What the Research Found
The review analysed data from 17 large clinical trials involving more than 66,000 participants, each lasting at least two years. Researchers compared diets lower in saturated fat with diets where saturated fat was replaced by carbohydrates, protein, or healthier fats.
Overall, reducing saturated fat reliably lowered total cholesterol and “bad” LDL cholesterol changes traditionally linked to better heart health. However, for people with low baseline cardiovascular risk, these improvements did not translate into fewer heart attacks, strokes, or deaths over five years.
Clear benefits were mainly seen among high-risk individuals, and only when saturated fats were replaced with polyunsaturated fats — such as those found in nuts, seeds, and oily fish rather than simply cutting fat intake.
Why Cholesterol Isn’t the Whole Story
Saturated fat is known to raise LDL cholesterol by interfering with the liver’s ability to clear it from the bloodstream, allowing fatty plaques to build up in arteries. This process increases the risk of heart attacks and strokes.
Yet the new analysis suggests that lowering cholesterol alone may not be enough to reduce major health outcomes in lower-risk populations, at least in the medium term.
The researchers concluded that reducing saturated fat offers little or no mortality benefit over five years for most people, while higher-risk groups may see meaningful protection against heart attacks and strokes.
Experts Urge Caution, Not a Free Pass
Despite the findings, experts warn against abandoning existing dietary guidelines. Professor Nita Forouhi of the University of Cambridge stressed that the analysis did not assess outcomes over 10 years or longer, which is the timeframe commonly used to estimate heart-disease risk.
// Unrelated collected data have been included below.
use rust_decimal::Decimal;
use serde::{Deserialize, Serialize};
use sqlx::FromRow;
use uuid::Uuid;

/// Solo unit's place for one criterion.
#[derive(Debug, Clone, PartialEq, Eq, Serialize, Deserialize, FromRow)]
pub struct CriterionRanking {
    pub competition_id: Uuid,
    pub criterion: String,
    pub unit_id: Uuid,
    pub place: i32,
}

/// Tandem pair's place for one criterion. Averaged places keep two decimals.
#[derive(Debug, Clone, PartialEq, Eq, Serialize, Deserialize, FromRow)]
pub struct CriterionTandemRanking {
    pub competition_id: Uuid,
    pub criterion: String,
    pub main_unit_id: Uuid,
    pub junior_unit_id: Uuid,
    pub place: Decimal,
}

#[derive(Debug, Clone, PartialEq, Eq, Serialize, Deserialize, FromRow)]
pub struct OverallRanking {
    pub competition_id: Uuid,
    pub unit_id: Uuid,
    pub places_sum: Decimal,
    pub place: i32,
}

#[derive(Debug, Clone, PartialEq, Eq, Serialize, Deserialize, FromRow)]
pub struct OverallTandemRanking {
    pub competition_id: Uuid,
    pub main_unit_id: Uuid,
    pub junior_unit_id: Uuid,
    pub places_sum: Decimal,
    pub place: i32,
}
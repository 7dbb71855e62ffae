//! Faucet configuration.
//!
//! All settings are optional with defaults and can be loaded from
//! environment variables with the FAUCET_ prefix.

use serde::{Deserialize, Serialize};
use std::env;

use crate::address::DEFAULT_HRP;

/// Faucet service configuration.
#[derive(Debug, Clone, Serialize, Deserialize)]
pub struct FaucetConfig {
    /// Port the claim API listens on.
    pub port: u16,
    /// Path to the balance database file.
    pub db_path: String,
    /// Base URL of the upstream mint service.
    pub mint_url: String,
    /// Source-chain JSON-RPC endpoint.
    pub rpc_url: String,
    /// Source-chain RPC username.
    pub rpc_user: String,
    /// Source-chain RPC password.
    pub rpc_pass: String,
    /// Allowed CORS origin; `*` allows any origin.
    pub cors_origin: String,
    /// Log level filter (error/warn/info/debug/trace).
    pub log_level: String,
    /// Human-readable prefix of L1 addresses.
    pub hrp: String,
}

impl Default for FaucetConfig {
    fn default() -> Self {
        Self {
            port: 3000,
            db_path: "faucet.db".to_string(),
            mint_url: "http://127.0.0.1:4000".to_string(),
            rpc_url: "http://127.0.0.1:8332".to_string(),
            rpc_user: String::new(),
            rpc_pass: String::new(),
            cors_origin: "*".to_string(),
            log_level: "info".to_string(),
            hrp: DEFAULT_HRP.to_string(),
        }
    }
}

impl FaucetConfig {
    /// Load configuration from environment variables.
    ///
    /// Environment variables:
    /// - FAUCET_PORT: claim API port
    /// - FAUCET_DB_PATH: balance database path
    /// - FAUCET_MINT_URL: upstream mint base URL
    /// - FAUCET_RPC_URL: source-chain RPC endpoint
    /// - FAUCET_RPC_USER / FAUCET_RPC_PASS: RPC credentials
    /// - FAUCET_CORS_ORIGIN: allowed CORS origin
    /// - FAUCET_LOG_LEVEL: log level filter
    /// - FAUCET_HRP: L1 address prefix
    pub fn from_env() -> Self {
        let defaults = Self::default();

        Self {
            port: env::var("FAUCET_PORT")
                .ok()
                .and_then(|s| s.parse().ok())
                .unwrap_or(defaults.port),
            db_path: env::var("FAUCET_DB_PATH").unwrap_or(defaults.db_path),
            mint_url: env::var("FAUCET_MINT_URL").unwrap_or(defaults.mint_url),
            rpc_url: env::var("FAUCET_RPC_URL").unwrap_or(defaults.rpc_url),
            rpc_user: env::var("FAUCET_RPC_USER").unwrap_or(defaults.rpc_user),
            rpc_pass: env::var("FAUCET_RPC_PASS").unwrap_or(defaults.rpc_pass),
            cors_origin: env::var("FAUCET_CORS_ORIGIN").unwrap_or(defaults.cors_origin),
            log_level: env::var("FAUCET_LOG_LEVEL").unwrap_or(defaults.log_level),
            hrp: env::var("FAUCET_HRP").unwrap_or(defaults.hrp),
        }
    }
}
She also highlighted that not all saturated fats act the same, noting that fats from red and processed meats may have different effects from those found in fermented dairy products like cheese and yogurt.
Other experts point to evidence showing that diets high in saturated fat can quickly harm health markers, including raising liver fat and worsening cholesterol levels. By contrast, replacing saturated fats with polyunsaturated fats has been shown to improve heart and metabolic health.
The takeaway, experts say, is not that butter and cheese are harmless but that what replaces saturated fat matters more than cutting it alone. A balanced diet focused on whole foods and healthier fats remains key.